Access to the collection
Is there a study facility? Yes, by appointment with Curator Human History. Please note that charges are now made for all enquiries requiring longer than 30 minutes to complete, in addition to visits and for the arrangement of loans to other Accredited Museums. Project partners are not charged for access..
Is equipment (balances, magnifying glasses, etc.) provided? Yes, some equipment can be provided.

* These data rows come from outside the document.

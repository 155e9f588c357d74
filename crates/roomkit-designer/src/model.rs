//! Scene model: architectural elements and the room that owns them.
//!
//! A [`Room`] is the unit of editing, undo/redo snapshotting and
//! serialization. Element lists keep insertion order; that order is also
//! the hit-test order within a kind.
//!
//! Every field carries a serde default so that partially written documents
//! still decode; a missing id becomes a fresh random identity.

use roomkit_core::{new_element_id, ElementId, ElementKind, Point2D, Point3D};
use serde::{Deserialize, Serialize};

fn default_wall_height() -> f64 {
    2.7
}
fn default_wall_thickness() -> f64 {
    0.2
}
fn default_door_width() -> f64 {
    Door::DEFAULT_WIDTH
}
fn default_door_height() -> f64 {
    Door::DEFAULT_HEIGHT
}
fn default_window_width() -> f64 {
    Window::DEFAULT_WIDTH
}
fn default_window_height() -> f64 {
    Window::DEFAULT_HEIGHT
}
fn default_ceiling_height() -> f64 {
    2.7
}
fn default_scale() -> Point3D {
    Point3D::splat(1.0)
}
fn default_roughness() -> f64 {
    0.8
}
fn default_color() -> String {
    "#f5f5f5".to_string()
}

/// Surface material applied to an element.
#[derive(Debug, Clone, PartialEq, Serialize, Deserialize)]
pub struct Material {
    #[serde(default = "new_element_id")]
    pub id: ElementId,
    #[serde(default)]
    pub name: String,
    /// CSS hex color
    #[serde(default = "default_color")]
    pub color: String,
    #[serde(default)]
    pub texture_url: Option<String>,
    #[serde(default = "default_roughness")]
    pub roughness: f64,
    #[serde(default)]
    pub metalness: f64,
}

impl Material {
    pub fn new(name: impl Into<String>, color: impl Into<String>) -> Self {
        Self {
            id: new_element_id(),
            name: name.into(),
            color: color.into(),
            texture_url: None,
            roughness: default_roughness(),
            metalness: 0.0,
        }
    }
}

/// Kind of opening cached on a wall.
#[derive(Debug, Clone, Copy, PartialEq, Eq, Serialize, Deserialize)]
#[serde(rename_all = "lowercase")]
pub enum OpeningKind {
    Door,
    Window,
}

/// Cached reference to a door or window hosted on a wall.
///
/// Informational only; the door/window list is authoritative.
#[derive(Debug, Clone, PartialEq, Serialize, Deserialize)]
pub struct WallOpening {
    /// Id of the hosted door or window
    pub id: ElementId,
    pub kind: OpeningKind,
    /// Distance along the wall from its start point
    #[serde(default)]
    pub position: f64,
    #[serde(default)]
    pub width: f64,
    #[serde(default)]
    pub height: f64,
    /// Elevation of the opening's bottom edge
    #[serde(default)]
    pub from_floor: f64,
}

/// A straight wall segment on the floor plan.
#[derive(Debug, Clone, PartialEq, Serialize, Deserialize)]
pub struct Wall {
    #[serde(default = "new_element_id")]
    pub id: ElementId,
    #[serde(default)]
    pub start: Point2D,
    #[serde(default)]
    pub end: Point2D,
    #[serde(default = "default_wall_height")]
    pub height: f64,
    #[serde(default = "default_wall_thickness")]
    pub thickness: f64,
    #[serde(default)]
    pub material: Option<Material>,
    #[serde(default)]
    pub openings: Vec<WallOpening>,
}

impl Wall {
    /// Creates a wall with a fresh id and no material or openings.
    pub fn new(start: Point2D, end: Point2D, height: f64, thickness: f64) -> Self {
        Self {
            id: new_element_id(),
            start,
            end,
            height,
            thickness,
            material: None,
            openings: Vec::new(),
        }
    }
}

/// Door variants.
#[derive(Debug, Clone, Copy, PartialEq, Eq, Default, Serialize, Deserialize)]
#[serde(rename_all = "snake_case")]
pub enum DoorType {
    #[default]
    Standard,
    Sliding,
    Pivot,
    Security,
    Barn,
    Folding,
}

/// A door, usually placed against a wall.
#[derive(Debug, Clone, PartialEq, Serialize, Deserialize)]
pub struct Door {
    #[serde(default = "new_element_id")]
    pub id: ElementId,
    #[serde(default)]
    pub door_type: DoorType,
    #[serde(default = "default_door_width")]
    pub width: f64,
    #[serde(default = "default_door_height")]
    pub height: f64,
    #[serde(default)]
    pub position: Point3D,
    /// Wall-facing angle in degrees
    #[serde(default)]
    pub rotation: f64,
    /// Wall this door was created against; not enforced
    #[serde(default)]
    pub wall_id: Option<ElementId>,
    #[serde(default)]
    pub material: Option<Material>,
}

impl Door {
    pub const DEFAULT_WIDTH: f64 = 0.9;
    pub const DEFAULT_HEIGHT: f64 = 2.1;

    /// A standard door at `position` with default dimensions.
    pub fn new(position: Point3D, rotation: f64) -> Self {
        Self {
            id: new_element_id(),
            door_type: DoorType::Standard,
            width: Self::DEFAULT_WIDTH,
            height: Self::DEFAULT_HEIGHT,
            position,
            rotation,
            wall_id: None,
            material: None,
        }
    }
}

/// Window variants.
#[derive(Debug, Clone, Copy, PartialEq, Eq, Default, Serialize, Deserialize)]
#[serde(rename_all = "snake_case")]
pub enum WindowType {
    Single,
    #[default]
    Double,
    Sliding,
    Skylight,
    TiltTurn,
}

/// Number of glass panes.
#[derive(Debug, Clone, Copy, PartialEq, Eq, Default, Serialize, Deserialize)]
#[serde(rename_all = "snake_case")]
pub enum Glazing {
    Single,
    #[default]
    Double,
    Triple,
}

/// A window, usually placed against a wall.
#[derive(Debug, Clone, PartialEq, Serialize, Deserialize)]
pub struct Window {
    #[serde(default = "new_element_id")]
    pub id: ElementId,
    #[serde(default)]
    pub window_type: WindowType,
    #[serde(default = "default_window_width")]
    pub width: f64,
    #[serde(default = "default_window_height")]
    pub height: f64,
    /// Position; `y` is the sill elevation
    #[serde(default)]
    pub position: Point3D,
    #[serde(default)]
    pub rotation: f64,
    #[serde(default)]
    pub glazing: Glazing,
    #[serde(default)]
    pub wall_id: Option<ElementId>,
    #[serde(default)]
    pub material: Option<Material>,
}

impl Window {
    pub const DEFAULT_WIDTH: f64 = 1.2;
    pub const DEFAULT_HEIGHT: f64 = 1.0;
    pub const DEFAULT_SILL_HEIGHT: f64 = 1.2;

    /// A double-glazed window at `position` with default dimensions.
    pub fn new(position: Point3D, rotation: f64) -> Self {
        Self {
            id: new_element_id(),
            window_type: WindowType::Double,
            width: Self::DEFAULT_WIDTH,
            height: Self::DEFAULT_HEIGHT,
            position,
            rotation,
            glazing: Glazing::Double,
            wall_id: None,
            material: None,
        }
    }
}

Public engagement with numismatic collection
Volunteers from the Nottinghamshire Numismatic Collection have assisted with the identification, re-housing and photography of elements of the collection. The Berridge Road Roman hoard was used in a ‘Revisiting Collections’ outreach project with members of the public from the ward in which it was found and some of the Greek coins have been used in a project to inspire the design of a capsule wardrobe, for second year fashion students at Nottingham Trent University, along with other archaeological and World Cultures objects. A number of the tokens and jetons in the collection were used for a training event for Portable Antiquities Scheme Finds Liaison Officers and some of the more recent coins have been used by the curator when running blanket dig activities in school holidays.
Is there a handling collection? Yes: Access Artefacts.

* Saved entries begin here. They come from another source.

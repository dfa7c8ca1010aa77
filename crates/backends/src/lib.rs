//! Secret backends for kvinject
//!
//! Provides a unified interface for fetching secrets from remote secret
//! stores. A backend answers two questions for the injection tool: "what are
//! all the secrets under this path" and "what is the value of this one
//! secret". Values are handed back as JSON so that every backend can be
//! consumed by the same placeholder substitution code.
//!
//! ```ignore
//! use kvinject_backends::{Annotations, Backend};
//!
//! backend.login().await?;
//! let secrets = backend.get_secrets("my-vault", None, &Annotations::new()).await?;
//! for (name, value) in &secrets {
//!     println!("{name} = {value}");
//! }
//! ```
//!
//! Provider implementations live in separate crates:
//! - kvinject-azure: `AzureKeyVault`

mod registry;
mod types;

pub use registry::BackendRegistry;
pub use types::SecureSecret;

use async_trait::async_trait;
use std::collections::HashMap;
use std::time::Duration;
use thiserror::Error;

/// Secret name -> resolved value, as returned by [`Backend::get_secrets`].
pub type SecretMap = HashMap<String, serde_json::Value>;

/// Caller supplied metadata (for example manifest annotations).
///
/// Backends may use these to refine a lookup; backends that have no use for
/// them ignore the map.
pub type Annotations = HashMap<String, String>;

/// Error types for secret backends
#[derive(Debug, Error)]
pub enum BackendError {
    /// Secret not found
    #[error("Secret not found: {message}")]
    NotFound {
        /// Provider message describing what was missing
        message: String,
    },

    /// The call did not finish within its deadline
    #[error("Backend call timed out after {}s", .after.as_secs())]
    Timeout {
        /// The deadline that was exceeded
        after: Duration,
    },

    /// No backend registered under the requested name
    #[error("Unsupported secret backend: {backend}")]
    UnsupportedBackend {
        /// The backend type that was requested
        backend: String,
    },

    /// Any other failure reported by a provider (transport, auth, decoding)
    #[error("{backend} backend error: {source}")]
    Provider {
        /// Backend that produced the error
        backend: &'static str,
        /// Underlying provider error
        #[source]
        source: Box<dyn std::error::Error + Send + Sync>,
    },
}

impl BackendError {
    /// Wrap a provider specific error
    #[must_use]
    pub fn provider(
        backend: &'static str,
        source: impl Into<Box<dyn std::error::Error + Send + Sync>>,
    ) -> Self {
        Self::Provider {
            backend,
            source: source.into(),
        }
    }

    /// Whether this error means the secret does not exist
    #[must_use]
    pub const fn is_not_found(&self) -> bool {
        matches!(self, Self::NotFound { .. })
    }
}

/// A remote secret store.
///
/// Implementors must provide:
/// - [`get_secrets`](Backend::get_secrets) - every secret under a path
/// - [`get_individual_secret`](Backend::get_individual_secret) - one named secret
/// - [`backend_name`](Backend::backend_name) - identifier used for registry lookup
///
/// `version` is an optional pinned version; `None` means the current value.
#[async_trait]
pub trait Backend: Send + Sync {
    /// Authenticate against the store.
    ///
    /// Backends whose SDK authenticates lazily keep the default no-op.
    async fn login(&self) -> Result<(), BackendError> {
        Ok(())
    }

    /// Fetch all secrets stored under `path`.
    async fn get_secrets(
        &self,
        path: &str,
        version: Option<&str>,
        annotations: &Annotations,
    ) -> Result<SecretMap, BackendError>;

    /// Fetch a single secret stored under `path`.
    async fn get_individual_secret(
        &self,
        path: &str,
        secret: &str,
        version: Option<&str>,
        annotations: &Annotations,
    ) -> Result<serde_json::Value, BackendError>;

    /// Get the backend name.
    ///
    /// Examples: `"azurekeyvault"`
    fn backend_name(&self) -> &'static str;
}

Are numismatic collections used in Education sessions? No.
Do numismatic collections feature in gallery talks, lectures? No.
Are there other engagement activities based around numismatic collections? There have been in the past, working with specific parishes around the city to do ‘Revisiting Collections’ initiatives, some of which have included coin hoards from those areas.
ID and public enquiries
Does the museum offer a service for identifying objects and other public enquiries? Yes, through the Portable Antiquities Scheme.
Is there any numismatic expertise in-house? If so, who, and in what areas? Yes, Ann Inscker, Curator Human History has published jointly with John Orma Orstein and catalogued a variety of numismatic collections, mostly Roman coin hoards, in a number of museums.
Is there access to external expertise? If so, who and in what areas? Yes, one of our former volunteers has numismatic expertise and has also been called in to help one of the local field units with some of their identifications.
If there is expertise in-house, is there a willingness/capacity to share that with other museums? This is currently impractical due to capacity issues.